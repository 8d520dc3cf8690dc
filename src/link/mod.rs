use chrono::{DateTime, Utc};

#[derive(Debug, Clone, Copy, PartialEq, Eq, Hash)]
pub enum LinkKind {
    Same,
    Different,
    MaybeSame,
}

impl LinkKind {
    pub fn id(self) -> i64 {
        match self {
            LinkKind::Same => 1,
            LinkKind::Different => 2,
            LinkKind::MaybeSame => 3,
        }
    }

    pub fn from_id(id: i64) -> Option<Self> {
        match id {
            1 => Some(LinkKind::Same),
            2 => Some(LinkKind::Different),
            3 => Some(LinkKind::MaybeSame),
            _ => None,
        }
    }

    pub fn name(self) -> &'static str {
        match self {
            LinkKind::Same => "same",
            LinkKind::Different => "different",
            LinkKind::MaybeSame => "maybe-same",
        }
    }

    pub fn parse(raw: &str) -> Option<Self> {
        match raw.trim().to_ascii_lowercase().as_str() {
            "same" => Some(LinkKind::Same),
            "different" => Some(LinkKind::Different),
            "maybe-same" | "maybe_same" | "maybesame" => Some(LinkKind::MaybeSame),
            _ => None,
        }
    }
}

#[derive(Debug, Clone, Copy, PartialEq, Eq, Hash)]
pub enum LinkStatus {
    /// Produced by the matching engine.
    Inferred,
    /// Confirmed by a human.
    Asserted,
    /// Withdrawn by a human.
    Retracted,
}

impl LinkStatus {
    pub fn id(self) -> i64 {
        match self {
            LinkStatus::Inferred => 1,
            LinkStatus::Asserted => 2,
            LinkStatus::Retracted => 3,
        }
    }

    pub fn from_id(id: i64) -> Option<Self> {
        match id {
            1 => Some(LinkStatus::Inferred),
            2 => Some(LinkStatus::Asserted),
            3 => Some(LinkStatus::Retracted),
            _ => None,
        }
    }

    pub fn name(self) -> &'static str {
        match self {
            LinkStatus::Inferred => "inferred",
            LinkStatus::Asserted => "asserted",
            LinkStatus::Retracted => "retracted",
        }
    }

    pub fn parse(raw: &str) -> Option<Self> {
        match raw.trim().to_ascii_lowercase().as_str() {
            "inferred" => Some(LinkStatus::Inferred),
            "asserted" => Some(LinkStatus::Asserted),
            "retracted" => Some(LinkStatus::Retracted),
            _ => None,
        }
    }

    /// Human decisions (asserted or retracted) outrank engine output.
    pub fn is_human(self) -> bool {
        !matches!(self, LinkStatus::Inferred)
    }
}

/// One pairwise decision about two record identifiers.
///
/// The pair is kept in the order it was supplied: `(a, b)` and `(b, a)` are
/// different keys for [`crate::store::LinkStore::assert_link`].
#[derive(Debug, Clone, PartialEq, Eq)]
pub struct Link {
    pub id1: String,
    pub id2: String,
    pub kind: LinkKind,
    pub status: LinkStatus,
    pub timestamp: DateTime<Utc>,
}

impl Link {
    pub fn new(
        id1: impl Into<String>,
        id2: impl Into<String>,
        kind: LinkKind,
        status: LinkStatus,
    ) -> Self {
        Self {
            id1: id1.into(),
            id2: id2.into(),
            kind,
            status,
            timestamp: Utc::now(),
        }
    }

    pub fn at(mut self, timestamp: DateTime<Utc>) -> Self {
        self.timestamp = timestamp;
        self
    }

    pub fn involves(&self, id: &str) -> bool {
        self.id1 == id || self.id2 == id
    }
}

/// Decides whether a newly submitted link replaces the stored link for the
/// same pair.
pub trait OverridePolicy {
    fn overrides(&self, candidate: &Link, existing: &Link) -> bool;
}

impl<F> OverridePolicy for F
where
    F: Fn(&Link, &Link) -> bool,
{
    fn overrides(&self, candidate: &Link, existing: &Link) -> bool {
        self(candidate, existing)
    }
}

/// Human decisions beat engine inferences; within the same rank a link only
/// replaces the stored one when it actually changes the decision.
#[derive(Debug, Clone, Copy, Default)]
pub struct AssertionsWin;

impl OverridePolicy for AssertionsWin {
    fn overrides(&self, candidate: &Link, existing: &Link) -> bool {
        match (candidate.status.is_human(), existing.status.is_human()) {
            (false, true) => false,
            (true, false) => true,
            _ => candidate.kind != existing.kind || candidate.status != existing.status,
        }
    }
}

#[cfg(test)]
mod tests {
    use super::*;

    fn link(kind: LinkKind, status: LinkStatus) -> Link {
        Link::new("a", "b", kind, status)
    }

    #[test]
    fn kind_and_status_codes_are_stable() {
        assert_eq!(LinkKind::Same.id(), 1);
        assert_eq!(LinkKind::Different.id(), 2);
        assert_eq!(LinkKind::MaybeSame.id(), 3);
        assert_eq!(LinkStatus::Inferred.id(), 1);
        assert_eq!(LinkStatus::Asserted.id(), 2);
        assert_eq!(LinkStatus::Retracted.id(), 3);
    }

    #[test]
    fn codes_decode_back_and_unknown_codes_are_rejected() {
        for kind in [LinkKind::Same, LinkKind::Different, LinkKind::MaybeSame] {
            assert_eq!(LinkKind::from_id(kind.id()), Some(kind));
            assert_eq!(LinkKind::parse(kind.name()), Some(kind));
        }
        for status in [LinkStatus::Inferred, LinkStatus::Asserted, LinkStatus::Retracted] {
            assert_eq!(LinkStatus::from_id(status.id()), Some(status));
            assert_eq!(LinkStatus::parse(status.name()), Some(status));
        }
        assert_eq!(LinkKind::from_id(0), None);
        assert_eq!(LinkStatus::from_id(4), None);
        assert_eq!(LinkKind::parse("equal"), None);
    }

    #[test]
    fn inferred_link_never_replaces_human_decision() {
        let existing = link(LinkKind::Same, LinkStatus::Asserted);
        let candidate = link(LinkKind::Different, LinkStatus::Inferred);
        assert!(!AssertionsWin.overrides(&candidate, &existing));

        let retracted = link(LinkKind::Same, LinkStatus::Retracted);
        assert!(!AssertionsWin.overrides(&candidate, &retracted));
    }

    #[test]
    fn human_decision_replaces_inferred_link() {
        let existing = link(LinkKind::Same, LinkStatus::Inferred);
        let candidate = link(LinkKind::Same, LinkStatus::Asserted);
        assert!(AssertionsWin.overrides(&candidate, &existing));
    }

    #[test]
    fn same_rank_replaces_only_on_change() {
        let existing = link(LinkKind::Same, LinkStatus::Inferred);
        assert!(!AssertionsWin.overrides(&link(LinkKind::Same, LinkStatus::Inferred), &existing));
        assert!(AssertionsWin.overrides(&link(LinkKind::MaybeSame, LinkStatus::Inferred), &existing));

        let asserted = link(LinkKind::Same, LinkStatus::Asserted);
        assert!(AssertionsWin.overrides(&link(LinkKind::Same, LinkStatus::Retracted), &asserted));
    }

    #[test]
    fn closures_are_policies() {
        let always = |_: &Link, _: &Link| true;
        let existing = link(LinkKind::Same, LinkStatus::Asserted);
        assert!(always.overrides(&link(LinkKind::Same, LinkStatus::Inferred), &existing));
    }

    #[test]
    fn involves_checks_both_sides() {
        let l = link(LinkKind::Same, LinkStatus::Inferred);
        assert!(l.involves("a"));
        assert!(l.involves("b"));
        assert!(!l.involves("c"));
    }
}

□ □ □ □

WHAT YOU HAVE TO DO: Reproduce the full set of records precisely.

RESPONSE TO THIS TASK:
repository 8d520dc3cf8690dc
filename src/link/mod.rs
use chrono::{DateTime, Utc};

#[derive(Debug, Clone, Copy, PartialEq, Eq, Hash)]
pub enum LinkKind {
    Same,
    Different,
    MaybeSame,
}

impl LinkKind {
    pub fn id(self) -> i64 {
        match self {
            LinkKind::Same => 1,
            LinkKind::Different => 2,
            LinkKind::MaybeSame => 3,
        }
    }

    pub fn from_id(id: i64) -> Option<Self> {
        match id {
            1 => Some(LinkKind::Same),
            2 => Some(LinkKind::Different),
            3 => Some(LinkKind::MaybeSame),
            _ => None,
        }
    }

    pub fn name(self) -> &'static str {
        match self {
            LinkKind::Same => "same",
            LinkKind::Different => "different",
            LinkKind::MaybeSame => "maybe-same",
        }
    }

    pub fn parse(raw: &str) -> Option<Self> {
        match raw.trim().to_ascii_lowercase().as_str() {
            "same" => Some(LinkKind::Same),
            "different" => Some(LinkKind::Different),
            "maybe-same" | "maybe_same" | "maybesame" => Some(LinkKind::MaybeSame),
            _ => None,
        }
    }
}

#[derive(Debug, Clone, Copy, PartialEq, Eq, Hash)]
pub enum LinkStatus {
    /// Produced by the matching engine.
    Inferred,
    /// Confirmed by a human.
    Asserted,
    /// Withdrawn by a human.
    Retracted,
}

impl LinkStatus {
    pub fn id(self) -> i64 {
        match self {
            LinkStatus::Inferred => 1,
            LinkStatus::Asserted => 2,
            LinkStatus::Retracted => 3,
        }
    }

    pub fn from_id(id: i64) -> Option<Self> {
        match id {
            1 => Some(LinkStatus::Inferred),
            2 => Some(LinkStatus::Asserted),
            3 => Some(LinkStatus::Retracted),
            _ => None,
        }
    }

    pub fn name(self) -> &'static str {
        match self {
            LinkStatus::Inferred => "inferred",
            LinkStatus::Asserted => "asserted",
            LinkStatus::Retracted => "retracted",
        }
    }

    pub fn parse(raw: &str) -> Option<Self> {
        match raw.trim().to_ascii_lowercase().as_str() {
            "inferred" => Some(LinkStatus::Inferred),
            "asserted" => Some(LinkStatus::Asserted),
            "retracted" => Some(LinkStatus::Retracted),
            _ => None,
        }
    }

    /// Human decisions (asserted or retracted) outrank engine output.
    pub fn is_human(self) -> bool {
        !matches!(self, LinkStatus::Inferred)
    }
}

/// One pairwise decision about two record identifiers.
///
/// The pair is kept in the order it was supplied: `(a, b)` and `(b, a)` are
/// different keys for [`crate::store::LinkStore::assert_link`].
#[derive(Debug, Clone, PartialEq, Eq)]
pub struct Link {
    pub id1: String,
    pub id2: String,
    pub kind: LinkKind,
    pub status: LinkStatus,
    pub timestamp: DateTime<Utc>,
}

impl Link {
    pub fn new(
        id1: impl Into<String>,
        id2: impl Into<String>,
        kind: LinkKind,
        status: LinkStatus,
    ) -> Self {
        Self {
            id1: id1.into(),
            id2: id2.into(),
            kind,
            status,
            timestamp: Utc::now(),
        }
    }

    pub fn at(mut self, timestamp: DateTime<Utc>) -> Self {
        self.timestamp = timestamp;
        self
    }

    pub fn involves(&self, id: &str) -> bool {
        self.id1 == id || self.id2 == id
    }
}

/// Decides whether a newly submitted link replaces the stored link for the
/// same pair.
pub trait OverridePolicy {
    fn overrides(&self, candidate: &Link, existing: &Link) -> bool;
}

impl<F> OverridePolicy for F
where
    F: Fn(&Link, &Link) -> bool,
{
    fn overrides(&self, candidate: &Link, existing: &Link) -> bool {
        self(candidate, existing)
    }
}

/// Human decisions beat engine inferences; within the same rank a link only
/// replaces the stored one when it actually changes the decision.
#[derive(Debug, Clone, Copy, Default)]
pub struct AssertionsWin;

impl OverridePolicy for AssertionsWin {
    fn overrides(&self, candidate: &Link, existing: &Link) -> bool {
        match (candidate.status.is_human(), existing.status.is_human()) {
            (false, true) => false,
            (true, false) => true,
            _ => candidate.kind != existing.kind || candidate.status != existing.status,
        }
    }
}

#[cfg(test)]
mod tests {
    use super::*;

    fn link(kind: LinkKind, status: LinkStatus) -> Link {
        Link::new("a", "b", kind, status)
    }

    #[test]
    fn kind_and_status_codes_are_stable() {
        assert_eq!(LinkKind::Same.id(), 1);
        assert_eq!(LinkKind::Different.id(), 2);
        assert_eq!(LinkKind::MaybeSame.id(), 3);
        assert_eq!(LinkStatus::Inferred.id(), 1);
        assert_eq!(LinkStatus::Asserted.id(), 2);
        assert_eq!(LinkStatus::Retracted.id(), 3);
    }

    #[test]
    fn codes_decode_back_and_unknown_codes_are_rejected() {
        for kind in [LinkKind::Same, LinkKind::Different, LinkKind::MaybeSame] {
            assert_eq!(LinkKind::from_id(kind.id()), Some(kind));
            assert_eq!(LinkKind::parse(kind.name()), Some(kind));
        }
        for status in [LinkStatus::Inferred, LinkStatus::Asserted, LinkStatus::Retracted] {
            assert_eq!(LinkStatus::from_id(status.id()), Some(status));
            assert_eq!(LinkStatus::parse(status.name()), Some(status));
        }
        assert_eq!(LinkKind::from_id(0), None);
        assert_eq!(LinkStatus::from_id(4), None);
        assert_eq!(LinkKind::parse("equal"), None);
    }

    #[test]
    fn inferred_link_never_replaces_human_decision() {
        let existing = link(LinkKind::Same, LinkStatus::Asserted);
        let candidate = link(LinkKind::Different, LinkStatus::Inferred);
        assert!(!AssertionsWin.overrides(&candidate, &existing));

        let retracted = link(LinkKind::Same, LinkStatus::Retracted);
        assert!(!AssertionsWin.overrides(&candidate, &retracted));
    }

    #[test]
    fn human_decision_replaces_inferred_link() {
        let existing = link(LinkKind::Same, LinkStatus::Inferred);
        let candidate = link(LinkKind::Same, LinkStatus::Asserted);
        assert!(AssertionsWin.overrides(&candidate, &existing));
    }

    #[test]
    fn same_rank_replaces_only_on_change() {
        let existing = link(LinkKind::Same, LinkStatus::Inferred);
        assert!(!AssertionsWin.overrides(&link(LinkKind::Same, LinkStatus::Inferred), &existing));
        assert!(AssertionsWin.overrides(&link(LinkKind::MaybeSame, LinkStatus::Inferred), &existing));

        let asserted = link(LinkKind::Same, LinkStatus::Asserted);
        assert!(AssertionsWin.overrides(&link(LinkKind::Same, LinkStatus::Retracted), &asserted));
    }

    #[test]
    fn closures_are_policies() {
        let always = |_: &Link, _: &Link| true;
        let existing = link(LinkKind::Same, LinkStatus::Asserted);
        assert!(always.overrides(&link(LinkKind::Same, LinkStatus::Inferred), &existing));
    }

    #[test]
    fn involves_checks_both_sides() {
        let l = link(LinkKind::Same, LinkStatus::Inferred);
        assert!(l.involves("a"));
        assert!(l.involves("b"));
        assert!(!l.involves("c"));
    }
}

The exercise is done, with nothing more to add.